Fractal analytical approach of urban form based on spatial correlation function

Abstract

Urban form has been empirically demonstrated to be of scaling invariance and can be described with fractal geometry. However, the rational range of fractal dimension value and the relationships between various fractal indicators of cities are not yet revealed in theory. By mathematical deduction and transform (e.g., Fourier transform), I find that scaling analysis, spectral analysis, and spatial correlation analysis are all associated with fractal concepts and can be integrated into a new approach to fractal analysis of cities. This method can be termed ‘3S analyses’ of urban form. Using the 3S analysis, I derived a set of fractal parameter equations, by which different fractal parameters of cities can be linked up with one another. Each fractal parameter has its own reasonable extent of values. According to the fractal parameter equations, the intersection of the rational ranges of different fractal parameters suggests the proper scale of the fractal dimension of urban patterns, which varies from 1.5 to 2. The fractal dimension equations based on the 3S analysis and the numerical relationships between different fractal parameters are useful for geographers to understand urban evolution and potentially helpful for future city planning.

Introduction

Fractal geometry is a powerful tool in geographical modeling and spatial analysis, and it has been applied to urban studies for a long time [3], [4], [6], [10], [13], [23], [28], [50]. The fractal concept is in essence based on scaling symmetry, and symmetry suggests invariance under some kind of transformation [42]. Thus self-similarity is equivalent to invariance under contraction or dilation, which is termed ‘scaling invariance’. In mathematics, fractal property can be abstracted as scaling relations between linear scales and corresponding measurements. A city can be empirically treated as a fractal system with self-similarity or self-affinity (e.g., [8], [7], [12], [17], [25], [27], [49], [48], [53], [54]). Where urban form is concerned, the relation between the radius (a scale) from a city center and the corresponding urban density (a measurement) may follow the inverse power law indicating a fractal distribution [10], [11], [27]. Smeed’s model on traffic network can be employed to analyze urban growth and estimate fractal dimension of urban patterns [10].

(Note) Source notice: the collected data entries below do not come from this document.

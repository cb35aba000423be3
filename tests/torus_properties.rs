use paste::paste;
use proptest::prelude::*;
use proptest::test_runner::TestCaseError;
use rand::SeedableRng;
use rand_chacha::ChaCha20Rng;
use std::sync::Arc;
use toy_tfhe::tgsw::{decompose_coefficient, recompose};
use toy_tfhe::{
    BigPrecision, BigTorus, ModulusParams, NativeWidth, TGswParams, TLweParams, Torus, Torus32,
    Torus64,
};

fn pair<T: Torus>(precision: &T::Precision, seed: u64) -> (T, T) {
    let mut rng = ChaCha20Rng::seed_from_u64(seed);
    (T::uniform(precision, &mut rng), T::uniform(precision, &mut rng))
}

fn mod_switch_round_trip<T: Torus>(
    precision: &T::Precision,
    seed: u64,
    log_m: u32,
) -> Result<(), TestCaseError> {
    let (x, _) = pair::<T>(precision, seed);
    let m = 1u64 << log_m;
    let mu = x.mod_switch_from_torus(m, precision);
    prop_assert!(mu < m);
    let y = T::mod_switch_to_torus(mu, m, precision);
    prop_assert!(x.distance(&y, precision) <= 0.5 / m as f64 + 1e-15);
    prop_assert_eq!(x.approx_phase(m, precision), y);
    Ok(())
}

fn encoding_is_exact<T: Torus>(
    precision: &T::Precision,
    mu: u64,
    log_m: u32,
) -> Result<(), TestCaseError> {
    let m = 1u64 << log_m;
    let mu = mu % m;
    let x = T::mod_switch_to_torus(mu, m, precision);
    prop_assert_eq!(x.mod_switch_from_torus(m, precision), mu);
    prop_assert_eq!(x.approx_phase(m, precision), x);
    Ok(())
}

fn group_laws<T: Torus>(precision: &T::Precision, seed: u64, k: i64) -> Result<(), TestCaseError> {
    let (x, y) = pair::<T>(precision, seed);

    let mut z = x;
    z.add_assign(&y, precision);
    z.sub_assign(&y, precision);
    prop_assert_eq!(z, x);

    let mut z = x;
    z.add_assign(&x.neg(precision), precision);
    prop_assert_eq!(z, T::zero(precision));

    let mut scaled = x;
    scaled.add_mul_int(&y, k, precision);
    let mut repeated = x;
    for _ in 0..k.unsigned_abs() {
        if k >= 0 {
            repeated.add_assign(&y, precision);
        } else {
            repeated.sub_assign(&y, precision);
        }
    }
    prop_assert_eq!(scaled, repeated);
    Ok(())
}

fn words_round_trip<T: Torus>(precision: &T::Precision, seed: u64) -> Result<(), TestCaseError> {
    let (x, _) = pair::<T>(precision, seed);
    let mut words = Vec::new();
    x.write_words(&mut words);
    prop_assert_eq!(words.len(), T::word_count(precision));
    prop_assert_eq!(T::read_words(&words, precision), Some(x));
    Ok(())
}

fn decomposition_error_is_bounded<T: Torus>(
    precision: &T::Precision,
    seed: u64,
    l: usize,
    bgbit: u32,
) -> Result<(), TestCaseError> {
    let modulus = ModulusParams::new(precision.clone(), 0.0, 0.1).unwrap();
    let tlwe = Arc::new(TLweParams::new(8, 1, modulus).unwrap());
    let params = TGswParams::new(l, bgbit, tlwe).unwrap();
    let (x, _) = pair::<T>(precision, seed);

    let mut digits = vec![0i32; l];
    decompose_coefficient(&x, &params, &mut digits);
    let half = params.half_bg();
    prop_assert!(digits.iter().all(|&d| d > -half && d <= half));
    let err = recompose(&digits, &params).distance(&x, precision);
    prop_assert!(err <= params.epsilon() * (1.0 + 1e-9));
    Ok(())
}

macro_rules! torus_properties {
    ($($name:ident: $ty:ty = $precision:expr, gadget($l:expr, $bgbit:expr);)*) => {
        paste! {
            $(
            proptest! {
                #[test]
                fn [<mod_switch_round_trip_ $name>](seed in any::<u64>(), log_m in 1u32..16) {
                    mod_switch_round_trip::<$ty>(&$precision, seed, log_m)?;
                }

                #[test]
                fn [<encoding_is_exact_ $name>](mu in any::<u64>(), log_m in 1u32..20) {
                    encoding_is_exact::<$ty>(&$precision, mu, log_m)?;
                }

                #[test]
                fn [<group_laws_ $name>](seed in any::<u64>(), k in -6i64..6) {
                    group_laws::<$ty>(&$precision, seed, k)?;
                }

                #[test]
                fn [<words_round_trip_ $name>](seed in any::<u64>()) {
                    words_round_trip::<$ty>(&$precision, seed)?;
                }

                #[test]
                fn [<decomposition_error_is_bounded_ $name>](seed in any::<u64>()) {
                    decomposition_error_is_bounded::<$ty>(&$precision, seed, $l, $bgbit)?;
                }
            }
            )*
        }
    };
}

torus_properties! {
    torus32: Torus32 = NativeWidth, gadget(3, 7);
    torus64: Torus64 = NativeWidth, gadget(4, 10);
    big128: BigTorus<2> = BigPrecision::<2>::full(), gadget(5, 12);
    big100: BigTorus<2> = BigPrecision::<2>::new(100).unwrap(), gadget(4, 16);
    big256: BigTorus<4> = BigPrecision::<4>::new(200).unwrap(), gadget(6, 20);
}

The spatial structure of fractal cities follows power laws or inverse power laws, which implies some kind of scaling relations. Smeed’s model of urban density suggests an inverse power-law distribution [46]. A power-law distribution is a scale-free distribution that cannot be effectively described with the conventional statistical measures such as mean, variance, and covariance. The scale-free distributions can be dealt with by scaling analysis in both theoretical and empirical studies. In theory, scaling analysis is an approach to deriving a particular power-law relation from a certain equation. The derivation process is always based on the property of invariance under scaling transform (contraction/dilation transform). From the power-law relation we can obtain one or more useful parameters, which are termed ‘scaling exponents’ and usually associated with fractal dimension. In practice, scaling analysis indicates an empirical separation process of a system, say, a city, into different aspects by means of scaling exponents [38]. The scaling analysis is very useful and significant in both theoretical and empirical studies of urban patterns and processes.

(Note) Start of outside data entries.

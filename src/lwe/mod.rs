//! Binary-secret LWE over the torus.

pub mod key;
pub mod keyswitch;
pub mod params;
pub mod sample;

pub use key::LweKey;
pub use keyswitch::LweKeySwitchKey;
pub use params::LweParams;
pub use sample::{LweSample, add, sub};
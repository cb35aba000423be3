pub mod arithmetic;
pub mod backends;
pub mod polynomial;
pub mod traits;

pub use backends::Schoolbook;
pub use polynomial::{IntPolynomial, TorusPolynomial, check_ring_degree};
pub use traits::RingMultiplier;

The inverse power function of urban density mentioned above proved to be a special spatial correlation function [47]. Urban growth and form have been modeled by using the concept of spatial correlation [39], [40]. Spatial correlation is an underlying way of modeling both urban growth and form, and the correlation models can be mathematically analyzed by scaling transform. In fact, based on the density function, a general spatial correlation function of cities can be constructed [18], [21]. If the correlation function is converted into energy spectrum, the urban density will be converted into spectral density through Fourier transform [15]. Thus spatial correlation analysis can be converted into spectral analysis and vice versa [16]. Both spatial correlation analysis and spectral analysis are useful tools in urban studies [14], [21]. The two analytical processes are associated with scaling analysis. A problem is how to combine the scaling analysis, spectral analysis, and spatial correlation analysis with one another to form a new method of spatial analysis of cities.

Especially, in order to apply fractal theory to city planning and urban spatial optimization, the geographical meaning of fractal dimension values must be revealed. In the previous works, the fractal dimension values of urban patterns were discussed by Frankhauser [29], and the statistical relationship between residential satisfaction and the fractal dimension of the built-up residential environments was discussed by Thomas et al. [51]. This paper is devoted to revealing the theoretical relations and proper numerical scales of different fractal parameters of urban form. Based on the inverse power law of urban density, scaling analysis, spectral analysis, and spatial correlation analysis will be integrated to make a new approach to analyzing urban patterns and process (Section 2). As a case study, the methods will be applied to three cities in Yangtze River delta, China (Section 3). The academic contributions of this paper to fractal theory of cities are as follows. First, a new method termed ‘3S analysis’ of fractal city systems is presented, and the analytical procedure is sketched out. Second, a set of fractal parameter equations is derived, and these equations are useful for our understanding urban development. Third, the valid range of fractal indicators of urban form is determined, and the results are potentially helpful for future city planning.